For the entries below, the expected answer is the line with "already set, skipping", the line with "out[95] = sig[64];", and every line between them, exactly as written, and nothing more.

▽

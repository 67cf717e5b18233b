use std::io::BufRead;

use tracing::debug;

/// Loads `KEY=VALUE` lines from `path` into the process environment,
/// skipping comments and any key already set (explicit env wins over the
/// file).
pub fn load(path: &str) -> std::io::Result<()> {
    let file = match std::fs::File::open(path) {
        Ok(file) => file,
        Err(err) if err.kind() == std::io::ErrorKind::NotFound => return Ok(()),
        Err(err) => return Err(err),
    };
    let reader = std::io::BufReader::new(file);
    for line in reader.lines() {
        let line = line?;
        if line.starts_with('#') || line.trim().is_empty() {
            continue;
        }
        if let Some((key, value)) = line.split_once('=') {
            if std::env::var(key).is_ok() {
                debug!(key, "env var already set, skipping value from env file");
                continue;
            }
            unsafe {
                std::env::set_var(key, value);
            }
        }
    }
    Ok(())
}
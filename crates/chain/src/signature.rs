use crate::error::ChainError;

/// Marshals a standard 65-byte compact signature (`r || s || v`) into the
/// 96-byte layout the on-chain verifier expects: `r || s || 31 zero bytes
/// || v`. Bit-exact with the verifier's calldata decoding, so the padding
/// bytes must stay zero and `v` must land at the final byte.
pub fn pad_signature(sig: &[u8]) -> Result<[u8; 96], ChainError> {
    if sig.len() != 65 {
        return Err(ChainError::BadSignatureLength(sig.len()));
    }
    let mut out = [0u8; 96];
    out[..64].copy_from_slice(&sig[..64]);
    out[95] = sig[64];
    Ok(out)
}

/// Pads and concatenates a batch of compact signatures in order.
pub fn pad_signatures(sigs: &[Vec<u8>]) -> Result<Vec<u8>, ChainError> {
    let mut out = Vec::with_capacity(sigs.len() * 96);
    for sig in sigs {
        out.extend_from_slice(&pad_signature(sig)?);
    }
    Ok(out)
}

#[cfg(test)]
mod tests {
    use super::*;

    #[test]
    fn pads_a_compact_signature_to_96_bytes() {
        let mut sig = vec![0xaa; 32];
        sig.extend(vec![0xbb; 32]);
        sig.push(0x1b);
        let padded = pad_signature(&sig).unwrap();
        assert_eq!(padded.len(), 96);
        assert_eq!(&padded[0..32], &[0xaa; 32]);
        assert_eq!(&padded[32..64], &[0xbb; 32]);
        assert_eq!(&padded[64..95], &[0u8; 31]);
        assert_eq!(padded[95], 0x1b);
    }

    #[test]
    fn rejects_wrong_length_input() {
        assert!(pad_signature(&[0u8; 64]).is_err());
    }
}
use std::sync::Arc;

use aggregator_queue::Sender;
use aggregator_store::WorldStateStore;
use aggregator_types::{JoinSplitProof, TreeId, low_16, zero_leaf};
use tokio::sync::RwLock;
use tracing::{debug, warn};

use crate::error::AdmissionError;
use crate::verifier::JoinSplitVerifier;

/// Validates incoming join-split proofs against committed world state and,
/// on success, publishes them onto the tx queue. Reads are against the
/// last committed snapshot only -- admission never observes a batch's
/// staged, not-yet-confirmed effects.
pub struct TxAdmission<V: JoinSplitVerifier> {
    store: Arc<RwLock<WorldStateStore>>,
    verifier: Arc<V>,
    tx_queue: Sender<JoinSplitProof>,
}

impl<V: JoinSplitVerifier> TxAdmission<V> {
    pub fn new(
        store: Arc<RwLock<WorldStateStore>>,
        verifier: Arc<V>,
        tx_queue: Sender<JoinSplitProof>,
    ) -> Self {
        Self {
            store,
            verifier,
            tx_queue,
        }
    }

    pub async fn admit(&self, proof: JoinSplitProof) -> Result<(), AdmissionError> {
        {
            let store = self.store.read().await;
            if store.get(TreeId::Nullifier, proof.nullifier1) != zero_leaf()
                || store.get(TreeId::Nullifier, proof.nullifier2) != zero_leaf()
            {
                warn!(tx_id = ?proof.tx_id(), "rejected: nullifier already exists");
                return Err(AdmissionError::NullifierExists);
            }
            let root_key = low_16(&proof.note_tree_root);
            if store.get(TreeId::Root, root_key) == zero_leaf() {
                warn!(tx_id = ?proof.tx_id(), "rejected: unknown note root");
                return Err(AdmissionError::UnknownNoteRoot);
            }
        }

        if !self.verifier.verify(&proof) {
            warn!(tx_id = ?proof.tx_id(), "rejected: proof verification failed");
            return Err(AdmissionError::VerifierFailed);
        }

        debug!(tx_id = ?proof.tx_id(), "admitted");
        self.tx_queue.publish(proof);
        Ok(())
    }
}

#[cfg(test)]
mod tests {
    use super::*;
    use crate::verifier::AcceptAllVerifier;
    use aggregator_queue::{Item, WorkQueue};
    use aggregator_types::TxType;

    fn sample_proof(root: [u8; 32], n1: u128, n2: u128) -> JoinSplitProof {
        JoinSplitProof {
            proof_data: bytes::Bytes::new(),
            tx_type: TxType::Transfer,
            nullifier1: n1,
            nullifier2: n2,
            new_note1: [1; 64],
            new_note2: [2; 64],
            note_tree_root: root,
            viewing_key1: bytes::Bytes::new(),
            viewing_key2: bytes::Bytes::new(),
            asset_id: 0,
            tx_fee: 0,
        }
    }

    #[tokio::test]
    async fn rejects_unknown_note_root() {
        let store = Arc::new(RwLock::new(WorldStateStore::new()));
        let mut queue: WorkQueue<JoinSplitProof> = WorkQueue::new();
        let admission = TxAdmission::new(store, Arc::new(AcceptAllVerifier), queue.sender());

        let result = admission.admit(sample_proof([9u8; 32], 1, 2)).await;
        assert!(matches!(result, Err(AdmissionError::UnknownNoteRoot)));
        drop(admission);
        queue.cancel();
        assert!(queue.get().await.is_none());
    }

    #[tokio::test]
    async fn admits_and_enqueues_a_valid_proof() {
        let store = Arc::new(RwLock::new(WorldStateStore::new()));
        let root = {
            let mut s = store.write().await;
            let root = s.root(TreeId::Data);
            s.put(TreeId::Root, low_16(&root), aggregator_types::marker_leaf())
                .unwrap();
            s.commit();
            root
        };
        let mut queue: WorkQueue<JoinSplitProof> = WorkQueue::new();
        let admission = TxAdmission::new(store, Arc::new(AcceptAllVerifier), queue.sender());

        admission.admit(sample_proof(root, 1, 2)).await.unwrap();
        match queue.get().await {
            Some(Item::Value(proof)) => assert_eq!(proof.nullifier1, 1),
            other => panic!("expected admitted proof, got {other:?}"),
        }
    }

    #[tokio::test]
    async fn rejects_already_spent_nullifier() {
        let store = Arc::new(RwLock::new(WorldStateStore::new()));
        let root = {
            let mut s = store.write().await;
            let root = s.root(TreeId::Data);
            s.put(TreeId::Root, low_16(&root), aggregator_types::marker_leaf())
                .unwrap();
            s.put(TreeId::Nullifier, 1, aggregator_types::marker_leaf())
                .unwrap();
            s.commit();
            root
        };
        let queue: WorkQueue<JoinSplitProof> = WorkQueue::new();
        let admission = TxAdmission::new(store, Arc::new(AcceptAllVerifier), queue.sender());

        let result = admission.admit(sample_proof(root, 1, 2)).await;
        assert!(matches!(result, Err(AdmissionError::NullifierExists)));
    }
}
const DEFAULT_DIRECTIVES: &str = "asr_hub=debug,tower_http=debug";

/// Configuration for tracing initialization.
pub struct TracingConfig {
    pub environment: String,
    pub json_format: bool,
    pub level: String,
}

impl TracingConfig {
    /// `LOG_FORMAT=json` forces JSON output regardless of `enable_json`.
    pub fn new(environment: impl Into<String>, level: &str, enable_json: bool) -> Self {
        let defaults = Self::default();
        Self {
            environment: environment.into(),
            json_format: enable_json || defaults.json_format,
            level: level.to_string(),
        }
    }

    pub fn default_filter(&self) -> String {
        format!("{},{}", self.level, DEFAULT_DIRECTIVES)
    }
}

impl Default for TracingConfig {
    fn default() -> Self {
        Self {
            environment: std::env::var("APP_ENVIRONMENT").unwrap_or_else(|_| "local".to_string()),
            json_format: std::env::var("LOG_FORMAT")
                .map(|v| v.to_lowercase() == "json")
                .unwrap_or(false),
            level: "info".to_string(),
        }
    }
}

△

Solution »
                debug!(key, "env var already set, skipping value from env file");
                continue;
            }
            unsafe {
                std::env::set_var(key, value);
            }
        }
    }
    Ok(())
}
filename crates/chain/src/signature.rs
use crate::error::ChainError;

/// Marshals a standard 65-byte compact signature (`r || s || v`) into the
/// 96-byte layout the on-chain verifier expects: `r || s || 31 zero bytes
/// || v`. Bit-exact with the verifier's calldata decoding, so the padding
/// bytes must stay zero and `v` must land at the final byte.
pub fn pad_signature(sig: &[u8]) -> Result<[u8; 96], ChainError> {
    if sig.len() != 65 {
        return Err(ChainError::BadSignatureLength(sig.len()));
    }
    let mut out = [0u8; 96];
    out[..64].copy_from_slice(&sig[..64]);
    out[95] = sig[64];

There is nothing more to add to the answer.